Server is only 16GB ram, but doesn’t serve apps, only ZFS and SMB are actively used (i.e. just a storage server)
RAM usage was 15.6 GB and 900 MB SWAP in dragonfish looking at htop.
I’ve performed the zfs_arc_max change to 50% ram as a preinit script and now it’s running much better (UI is responsive, no issues logging in) , the emails have also stopped being sent.

winnielinnie · May 6, 2024, 1:30am

We’re seeing a pattern here.

Also, somewhat related (or maybe not), but I can’t help but notice this, still being on Core myself:

The fact that any swap is being used at all means that memory is not being handled gracefully. But levels of 1 to 2 GiB of swap for a simple server with only ZFS + SMB?

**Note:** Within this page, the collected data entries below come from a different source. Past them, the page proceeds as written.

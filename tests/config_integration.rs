use kidneyscan_web::config::{AppConfig, LogFormat};
use serial_test::serial;
use std::env;
use std::fs;

const BIN: &str = "kidneyscan-web";

// Helper to clear environment variables that might interfere with tests
fn clear_env_vars() {
    unsafe {
        for var in [
            "KIDNEYSCAN_SERVER__PORT",
            "KIDNEYSCAN_CHAT__REPLY_DELAY_MS",
            "KIDNEYSCAN_LOG__FORMAT",
            "CONFIG_FILE",
            "HOST",
            "PORT",
            "STATIC_DIR",
            "REPLY_DELAY_MS",
            "LOG_FORMAT",
        ] {
            env::remove_var(var);
        }
    }
}

#[test]
#[serial]
fn test_default_config() {
    clear_env_vars();

    let config = AppConfig::load_from_args([BIN]).expect("defaults should load");

    assert_eq!(config.server.port, 3000);
    assert_eq!(config.server.host, "0.0.0.0");
    assert_eq!(config.server.static_dir, "static");
    assert_eq!(config.chat.reply_delay_ms, 1000);
    assert_eq!(config.chat.session_timeout_secs, 1800);
    assert_eq!(config.log.format, LogFormat::Compact);
    assert_eq!(config.bind_address(), "0.0.0.0:3000");
}

#[test]
#[serial]
fn test_env_override() {
    clear_env_vars();
    unsafe {
        env::set_var("KIDNEYSCAN_SERVER__PORT", "9090");
        env::set_var("KIDNEYSCAN_CHAT__REPLY_DELAY_MS", "250");
        env::set_var("KIDNEYSCAN_LOG__FORMAT", "json");
    }

    let config = AppConfig::load_from_args([BIN]).expect("Failed to load config");
    assert_eq!(config.server.port, 9090);
    assert_eq!(config.chat.reply_delay_ms, 250);
    assert_eq!(config.log.format, LogFormat::Json);

    clear_env_vars();
}

#[test]
#[serial]
fn test_cli_beats_env() {
    clear_env_vars();
    unsafe {
        env::set_var("KIDNEYSCAN_SERVER__PORT", "9090");
    }

    let config = AppConfig::load_from_args([BIN, "--port", "4000", "--reply-delay-ms", "10"])
        .expect("Failed to load config");
    assert_eq!(config.server.port, 4000);
    assert_eq!(config.chat.reply_delay_ms, 10);

    clear_env_vars();
}

#[test]
#[serial]
fn test_file_load() {
    clear_env_vars();

    let dir = tempfile::tempdir().expect("tempdir");
    let file_path = dir.path().join("kidneyscan.yaml");
    fs::write(
        &file_path,
        r#"
server:
  port: 7070
chat:
  reply_delay_ms: 50
"#,
    )
    .expect("Failed to write temp config");

    let path = file_path.to_str().expect("utf-8 path");
    let config = AppConfig::load_from_args([BIN, "--config", path])
        .expect("Failed to load config from file");
    assert_eq!(config.server.port, 7070);
    assert_eq!(config.chat.reply_delay_ms, 50);
    // Untouched keys keep their defaults.
    assert_eq!(config.chat.cleanup_interval_secs, 60);
}

#[test]
#[serial]
fn test_missing_explicit_file_fails() {
    clear_env_vars();

    let result = AppConfig::load_from_args([BIN, "--config", "/nonexistent/kidneyscan.yaml"]);
    assert!(result.is_err());
}

#[test]
#[serial]
fn test_zero_cleanup_interval_is_rejected() {
    clear_env_vars();

    let dir = tempfile::tempdir().expect("tempdir");
    let file_path = dir.path().join("bad.yaml");
    fs::write(&file_path, "chat:\n  cleanup_interval_secs: 0\n").expect("write config");

    let path = file_path.to_str().expect("utf-8 path");
    let err = AppConfig::load_from_args([BIN, "--config", path]).unwrap_err();
    assert!(err.to_string().contains("cleanup_interval_secs"));
}

#[test]
#[serial]
fn test_unknown_flag_is_an_error() {
    clear_env_vars();

    assert!(AppConfig::load_from_args([BIN, "--no-such-flag"]).is_err());
}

No one’s gaming or doing intensive number crunching or editing 4K videos. This is a server…

cmplieger · May 6, 2024, 1:43am

Now the question is, is it the swap in itself that breaks stuff, or is the buffer ARC leaves too small.

winnielinnie · May 6, 2024, 1:58am

Ask the upstream ZFS developers why they set the default maximum ARC size for FreeBSD at “1 GiB less than total RAM”, whereas for Linux it is “50% of total RAM”.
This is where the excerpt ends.